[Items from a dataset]
*** Begin section ***

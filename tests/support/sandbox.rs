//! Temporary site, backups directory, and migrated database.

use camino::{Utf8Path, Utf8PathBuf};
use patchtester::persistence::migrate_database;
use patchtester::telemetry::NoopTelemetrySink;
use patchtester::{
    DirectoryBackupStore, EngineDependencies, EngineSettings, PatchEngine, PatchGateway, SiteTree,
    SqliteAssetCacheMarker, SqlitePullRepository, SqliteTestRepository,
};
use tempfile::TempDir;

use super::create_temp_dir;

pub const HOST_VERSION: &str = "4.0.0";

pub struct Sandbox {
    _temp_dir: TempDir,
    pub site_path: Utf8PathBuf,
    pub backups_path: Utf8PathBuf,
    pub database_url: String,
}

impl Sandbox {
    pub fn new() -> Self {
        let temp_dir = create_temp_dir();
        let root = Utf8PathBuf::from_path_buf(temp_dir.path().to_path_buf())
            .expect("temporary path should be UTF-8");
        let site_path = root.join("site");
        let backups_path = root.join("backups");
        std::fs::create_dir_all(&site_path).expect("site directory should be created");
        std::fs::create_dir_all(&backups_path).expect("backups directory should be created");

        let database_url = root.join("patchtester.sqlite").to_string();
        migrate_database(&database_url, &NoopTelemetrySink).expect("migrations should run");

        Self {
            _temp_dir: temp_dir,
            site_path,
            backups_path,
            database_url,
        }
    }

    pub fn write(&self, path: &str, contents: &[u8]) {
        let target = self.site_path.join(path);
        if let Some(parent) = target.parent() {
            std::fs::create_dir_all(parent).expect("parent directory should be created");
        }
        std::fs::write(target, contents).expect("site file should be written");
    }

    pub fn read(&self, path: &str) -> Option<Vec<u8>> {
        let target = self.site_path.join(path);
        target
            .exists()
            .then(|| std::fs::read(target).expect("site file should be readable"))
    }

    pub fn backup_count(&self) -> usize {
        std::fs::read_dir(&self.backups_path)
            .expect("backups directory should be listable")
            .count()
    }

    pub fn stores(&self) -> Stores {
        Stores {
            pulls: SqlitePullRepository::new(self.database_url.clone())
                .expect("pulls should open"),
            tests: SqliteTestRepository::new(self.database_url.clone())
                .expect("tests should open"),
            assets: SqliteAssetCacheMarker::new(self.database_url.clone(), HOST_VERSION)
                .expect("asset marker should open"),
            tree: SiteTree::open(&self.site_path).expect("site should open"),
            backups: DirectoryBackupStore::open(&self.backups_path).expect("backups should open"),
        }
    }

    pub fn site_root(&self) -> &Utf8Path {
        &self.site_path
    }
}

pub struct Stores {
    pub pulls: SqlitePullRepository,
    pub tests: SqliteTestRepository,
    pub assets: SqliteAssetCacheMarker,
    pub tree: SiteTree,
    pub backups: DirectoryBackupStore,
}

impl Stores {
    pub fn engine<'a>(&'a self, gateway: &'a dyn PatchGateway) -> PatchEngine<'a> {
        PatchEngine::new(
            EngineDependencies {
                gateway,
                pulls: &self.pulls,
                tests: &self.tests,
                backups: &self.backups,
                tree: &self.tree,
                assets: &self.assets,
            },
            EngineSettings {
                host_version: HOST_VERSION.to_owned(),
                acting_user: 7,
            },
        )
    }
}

*** End section ***
*** Begin section ***

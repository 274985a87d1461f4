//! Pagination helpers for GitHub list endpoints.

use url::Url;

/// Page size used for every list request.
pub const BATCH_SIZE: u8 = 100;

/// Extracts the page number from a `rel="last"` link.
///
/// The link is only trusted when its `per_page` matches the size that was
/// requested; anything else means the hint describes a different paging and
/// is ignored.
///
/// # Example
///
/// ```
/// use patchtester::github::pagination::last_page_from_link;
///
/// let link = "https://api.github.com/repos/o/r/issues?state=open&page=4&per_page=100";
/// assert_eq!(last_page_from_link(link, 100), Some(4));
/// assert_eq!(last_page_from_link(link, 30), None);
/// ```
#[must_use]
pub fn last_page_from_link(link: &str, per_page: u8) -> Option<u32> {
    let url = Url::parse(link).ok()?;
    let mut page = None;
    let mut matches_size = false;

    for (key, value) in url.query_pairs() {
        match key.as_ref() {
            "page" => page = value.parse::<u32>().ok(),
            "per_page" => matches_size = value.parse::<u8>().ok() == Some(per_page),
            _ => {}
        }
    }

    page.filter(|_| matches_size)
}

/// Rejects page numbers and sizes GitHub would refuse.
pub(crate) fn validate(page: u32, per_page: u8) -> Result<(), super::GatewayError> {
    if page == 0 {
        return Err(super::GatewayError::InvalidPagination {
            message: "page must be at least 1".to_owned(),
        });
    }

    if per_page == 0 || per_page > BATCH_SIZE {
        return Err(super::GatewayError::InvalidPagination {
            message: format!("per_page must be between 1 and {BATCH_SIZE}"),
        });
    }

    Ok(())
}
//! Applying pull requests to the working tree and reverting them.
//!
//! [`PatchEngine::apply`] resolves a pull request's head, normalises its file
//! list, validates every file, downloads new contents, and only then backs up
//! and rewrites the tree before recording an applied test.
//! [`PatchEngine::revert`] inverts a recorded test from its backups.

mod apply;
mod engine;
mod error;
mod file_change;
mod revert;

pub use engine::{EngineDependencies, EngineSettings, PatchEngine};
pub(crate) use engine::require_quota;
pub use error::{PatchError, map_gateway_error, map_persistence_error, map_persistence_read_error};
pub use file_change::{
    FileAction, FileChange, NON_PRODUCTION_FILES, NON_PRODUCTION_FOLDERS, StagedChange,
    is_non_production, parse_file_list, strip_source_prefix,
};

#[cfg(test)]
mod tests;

*** End section ***
*** Begin section ***

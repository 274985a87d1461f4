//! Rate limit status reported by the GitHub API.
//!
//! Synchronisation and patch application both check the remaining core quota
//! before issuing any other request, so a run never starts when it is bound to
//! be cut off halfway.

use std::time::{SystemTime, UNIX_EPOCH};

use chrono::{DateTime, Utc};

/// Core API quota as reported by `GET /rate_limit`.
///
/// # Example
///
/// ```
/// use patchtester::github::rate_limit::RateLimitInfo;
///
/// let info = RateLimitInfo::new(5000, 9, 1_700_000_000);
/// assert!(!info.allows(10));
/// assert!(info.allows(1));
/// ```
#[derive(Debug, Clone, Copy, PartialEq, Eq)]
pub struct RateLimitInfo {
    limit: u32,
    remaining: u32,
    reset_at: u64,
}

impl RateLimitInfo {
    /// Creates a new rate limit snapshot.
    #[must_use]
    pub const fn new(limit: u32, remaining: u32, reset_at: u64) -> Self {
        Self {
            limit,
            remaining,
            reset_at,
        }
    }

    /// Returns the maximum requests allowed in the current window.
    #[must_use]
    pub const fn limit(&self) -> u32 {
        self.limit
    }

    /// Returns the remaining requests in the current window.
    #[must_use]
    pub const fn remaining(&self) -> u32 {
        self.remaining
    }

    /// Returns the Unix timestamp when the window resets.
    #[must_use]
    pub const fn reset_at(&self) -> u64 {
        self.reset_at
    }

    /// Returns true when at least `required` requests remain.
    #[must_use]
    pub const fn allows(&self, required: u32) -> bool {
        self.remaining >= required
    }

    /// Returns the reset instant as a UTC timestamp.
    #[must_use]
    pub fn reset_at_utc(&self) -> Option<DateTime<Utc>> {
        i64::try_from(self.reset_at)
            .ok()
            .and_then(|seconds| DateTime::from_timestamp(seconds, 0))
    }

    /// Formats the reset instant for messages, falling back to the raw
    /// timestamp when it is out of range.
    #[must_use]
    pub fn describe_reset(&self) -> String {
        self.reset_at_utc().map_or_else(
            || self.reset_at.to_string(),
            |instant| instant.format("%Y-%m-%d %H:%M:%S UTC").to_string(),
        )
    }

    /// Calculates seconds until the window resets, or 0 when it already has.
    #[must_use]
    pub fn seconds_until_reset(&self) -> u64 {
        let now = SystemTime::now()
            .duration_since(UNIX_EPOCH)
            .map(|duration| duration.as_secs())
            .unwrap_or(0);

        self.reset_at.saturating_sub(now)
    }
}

*** End section ***

(Exercise brief) Every line above holding the string "Stores" should be listed.

(Solution for this task)
    pub fn stores(&self) -> Stores {
        Stores {
pub struct Stores {
impl Stores {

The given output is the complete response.